Each record that follows should be reproduced in full, character for character.

==========

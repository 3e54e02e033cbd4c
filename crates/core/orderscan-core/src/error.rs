//! Error types for OrderScan core

use thiserror::Error;

/// Main error type for OrderScan operations
#[derive(Debug, Error)]
pub enum OrderScanError {
    /// PDF loading or text extraction error
    #[error("PDF error: {0}")]
    Pdf(String),

    /// Model/LLM error
    #[error("Model error: {0}")]
    Model(String),

    /// IO error
    #[error("IO error: {0}")]
    Io(#[from] std::io::Error),

    /// CSV encoding error
    #[error("CSV error: {0}")]
    Csv(#[from] csv::Error),

    /// Configuration error
    #[error("Configuration error: {0}")]
    Config(String),

    /// Template rendering error
    #[error("Template error: {0}")]
    Template(String),

    /// Generic error with context
    #[error("{0}")]
    Other(String),
}

/// Convenient Result type using OrderScanError
pub type Result<T> = std::result::Result<T, OrderScanError>;

impl OrderScanError {
    /// Create a PDF error
    pub fn pdf(msg: impl Into<String>) -> Self {
        OrderScanError::Pdf(msg.into())
    }

    /// Create a model error
    pub fn model(msg: impl Into<String>) -> Self {
        OrderScanError::Model(msg.into())
    }

    /// Create a config error
    pub fn config(msg: impl Into<String>) -> Self {
        OrderScanError::Config(msg.into())
    }

    /// Create a template error
    pub fn template(msg: impl Into<String>) -> Self {
        OrderScanError::Template(msg.into())
    }

    /// Create a generic error
    pub fn other(msg: impl Into<String>) -> Self {
        OrderScanError::Other(msg.into())
    }
}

==========

## Output of the exercise
repository 3e54e02e033cbd4c
filename crates/core/orderscan-core/src/error.rs
//! Error types for OrderScan core

use thiserror::Error;

/// Main error type for OrderScan operations
#[derive(Debug, Error)]
pub enum OrderScanError {
    /// PDF loading or text extraction error
    #[error("PDF error: {0}")]
    Pdf(String),

    /// Model/LLM error
    #[error("Model error: {0}")]
    Model(String),

    /// IO error
    #[error("IO error: {0}")]
    Io(#[from] std::io::Error),

    /// CSV encoding error
    #[error("CSV error: {0}")]
    Csv(#[from] csv::Error),

    /// Configuration error
    #[error("Configuration error: {0}")]
    Config(String),

    /// Template rendering error
    #[error("Template error: {0}")]
    Template(String),

    /// Generic error with context
    #[error("{0}")]
    Other(String),
}

/// Convenient Result type using OrderScanError
pub type Result<T> = std::result::Result<T, OrderScanError>;

impl OrderScanError {
    /// Create a PDF error
    pub fn pdf(msg: impl Into<String>) -> Self {
        OrderScanError::Pdf(msg.into())
    }

    /// Create a model error
    pub fn model(msg: impl Into<String>) -> Self {
        OrderScanError::Model(msg.into())
    }

    /// Create a config error
    pub fn config(msg: impl Into<String>) -> Self {
        OrderScanError::Config(msg.into())
    }

    /// Create a template error
    pub fn template(msg: impl Into<String>) -> Self {
        OrderScanError::Template(msg.into())
    }

    /// Create a generic error
    pub fn other(msg: impl Into<String>) -> Self {
        OrderScanError::Other(msg.into())
    }
}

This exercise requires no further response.